Saved data entries
use rust_decimal::{Decimal, RoundingStrategy};
use serde::{Deserialize, Serialize};

/// VAT applied to every order subtotal (19%).
pub const TAX_RATE: Decimal = Decimal::from_parts(19, 0, 0, false, 2);

/// Flat delivery fee used when the configuration does not override it.
pub const DEFAULT_DELIVERY_FEE: Decimal = Decimal::from_parts(4000, 0, 0, false, 0);

/// Money breakdown of an order. There is no promotion engine, so the
/// discount is always zero.
#[derive(Debug, Clone, Copy, PartialEq, Eq, Serialize, Deserialize)]
pub struct OrderTotals {
    pub subtotal: Decimal,
    pub tax: Decimal,
    pub delivery_fee: Decimal,
    pub discount: Decimal,
    pub total: Decimal,
}

impl OrderTotals {
    pub fn compute(subtotal: Decimal, delivery_fee: Decimal) -> Self {
        let tax = (subtotal * TAX_RATE).round_dp_with_strategy(2, RoundingStrategy::MidpointAwayFromZero);
        let discount = Decimal::ZERO;
        Self {
            subtotal,
            tax,
            delivery_fee,
            discount,
            total: subtotal + tax + delivery_fee - discount,
        }
    }
}

#[cfg(test)]
mod tests {
    use super::*;

    #[test]
    fn totals_for_reference_cart() {
        let totals = OrderTotals::compute(Decimal::from(40), DEFAULT_DELIVERY_FEE);

        assert_eq!(totals.tax, Decimal::new(760, 2));
        assert_eq!(totals.discount, Decimal::ZERO);
        assert_eq!(totals.total, Decimal::new(404760, 2));
    }

    #[test]
    fn tax_is_rounded_to_cents() {
        // 0.19 * 10.05 = 1.9095
        let totals = OrderTotals::compute(Decimal::new(1005, 2), Decimal::ZERO);
        assert_eq!(totals.tax, Decimal::new(191, 2));
        assert_eq!(totals.total, totals.subtotal + totals.tax);
    }
}
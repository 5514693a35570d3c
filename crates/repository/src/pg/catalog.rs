use async_trait::async_trait;
use model::{Category, Product};
use tokio_postgres::Row;
use uuid::Uuid;

use super::{PgSession, constraint_error, expect_one};
use crate::{CategoriesRepository, ProductsRepository, RepositoryError};

fn category_from_row(row: &Row) -> Category {
    Category {
        id: row.get("id"),
        name: row.get("name"),
        description: row.get("description"),
    }
}

fn product_from_row(row: &Row) -> Product {
    Product {
        id: row.get("id"),
        category_id: row.get("category_id"),
        name: row.get("name"),
        description: row.get("description"),
        price: row.get("price"),
        stock: row.get("stock"),
        active: row.get("active"),
        created_at: row.get("created_at"),
        updated_at: row.get("updated_at"),
    }
}

#[async_trait]
impl CategoriesRepository for PgSession {
    async fn list_categories(&mut self) -> Result<Vec<Category>, RepositoryError> {
        let rows = self
            .db()?
            .query("SELECT id, name, description FROM categories ORDER BY name", &[])
            .await?;
        Ok(rows.iter().map(category_from_row).collect())
    }

    async fn get_category(&mut self, id: Uuid) -> Result<Option<Category>, RepositoryError> {
        let row = self
            .db()?
            .query_opt("SELECT id, name, description FROM categories WHERE id = $1", &[&id])
            .await?;
        Ok(row.as_ref().map(category_from_row))
    }

    async fn insert_category(&mut self, category: &Category) -> Result<(), RepositoryError> {
        self.db()?
            .execute(
                "INSERT INTO categories (id, name, description) VALUES ($1, $2, $3)",
                &[&category.id, &category.name, &category.description],
            )
            .await
            .map_err(|e| constraint_error(e, "category"))?;
        Ok(())
    }

    async fn update_category(&mut self, category: &Category) -> Result<(), RepositoryError> {
        let affected = self
            .db()?
            .execute(
                "UPDATE categories SET name = $2, description = $3 WHERE id = $1",
                &[&category.id, &category.name, &category.description],
            )
            .await
            .map_err(|e| constraint_error(e, "category"))?;
        expect_one(affected)
    }

    async fn delete_category(&mut self, id: Uuid) -> Result<bool, RepositoryError> {
        let affected = self
            .db()?
            .execute("DELETE FROM categories WHERE id = $1", &[&id])
            .await
            .map_err(|e| constraint_error(e, "category"))?;
        Ok(affected > 0)
    }
}

const PRODUCT_COLUMNS: &str =
    "id, category_id, name, description, price, stock, active, created_at, updated_at";

#[async_trait]
impl ProductsRepository for PgSession {
    async fn list_products(&mut self, include_inactive: bool) -> Result<Vec<Product>, RepositoryError> {
        let query = format!(
            "SELECT {PRODUCT_COLUMNS} FROM products WHERE active OR $1 ORDER BY name"
        );
        let rows = self.db()?.query(query.as_str(), &[&include_inactive]).await?;
        Ok(rows.iter().map(product_from_row).collect())
    }

    async fn get_product(&mut self, id: Uuid) -> Result<Option<Product>, RepositoryError> {
        let query = format!("SELECT {PRODUCT_COLUMNS} FROM products WHERE id = $1");
        let row = self.db()?.query_opt(query.as_str(), &[&id]).await?;
        Ok(row.as_ref().map(product_from_row))
    }

    async fn insert_product(&mut self, product: &Product) -> Result<(), RepositoryError> {
        let query = r#"
            INSERT INTO products (id, category_id, name, description, price, stock, active, created_at, updated_at)
            VALUES ($1, $2, $3, $4, $5, $6, $7, $8, $9)
        "#;
        self.db()?
            .execute(query, &[
                &product.id,
                &product.category_id,
                &product.name,
                &product.description,
                &product.price,
                &product.stock,
                &product.active,
                &product.created_at,
                &product.updated_at,
            ])
            .await
            .map_err(|e| constraint_error(e, "product"))?;
        Ok(())
    }

    async fn update_product(&mut self, product: &Product) -> Result<(), RepositoryError> {
        let query = r#"
            UPDATE products
            SET category_id = $2, name = $3, description = $4, price = $5,
                stock = $6, active = $7, updated_at = $8
            WHERE id = $1
        "#;
        let affected = self
            .db()?
            .execute(query, &[
                &product.id,
                &product.category_id,
                &product.name,
                &product.description,
                &product.price,
                &product.stock,
                &product.active,
                &product.updated_at,
            ])
            .await
            .map_err(|e| constraint_error(e, "product"))?;
        expect_one(affected)
    }

    async fn decrement_stock(&mut self, id: Uuid, quantity: i32) -> Result<bool, RepositoryError> {
        let affected = self
            .db()?
            .execute(
                "UPDATE products SET stock = stock - $2, updated_at = now() WHERE id = $1 AND stock >= $2",
                &[&id, &quantity],
            )
            .await?;
        Ok(affected == 1)
    }
}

* YOUR GOAL *
Starting at the first line of the records above, please copy every line exactly through the line containing "is always zero.", and stop there.

* REPLY TO THE EXERCISE *
use rust_decimal::{Decimal, RoundingStrategy};
use serde::{Deserialize, Serialize};

/// VAT applied to every order subtotal (19%).
pub const TAX_RATE: Decimal = Decimal::from_parts(19, 0, 0, false, 2);

/// Flat delivery fee used when the configuration does not override it.
pub const DEFAULT_DELIVERY_FEE: Decimal = Decimal::from_parts(4000, 0, 0, false, 0);

/// Money breakdown of an order. There is no promotion engine, so the
/// discount is always zero.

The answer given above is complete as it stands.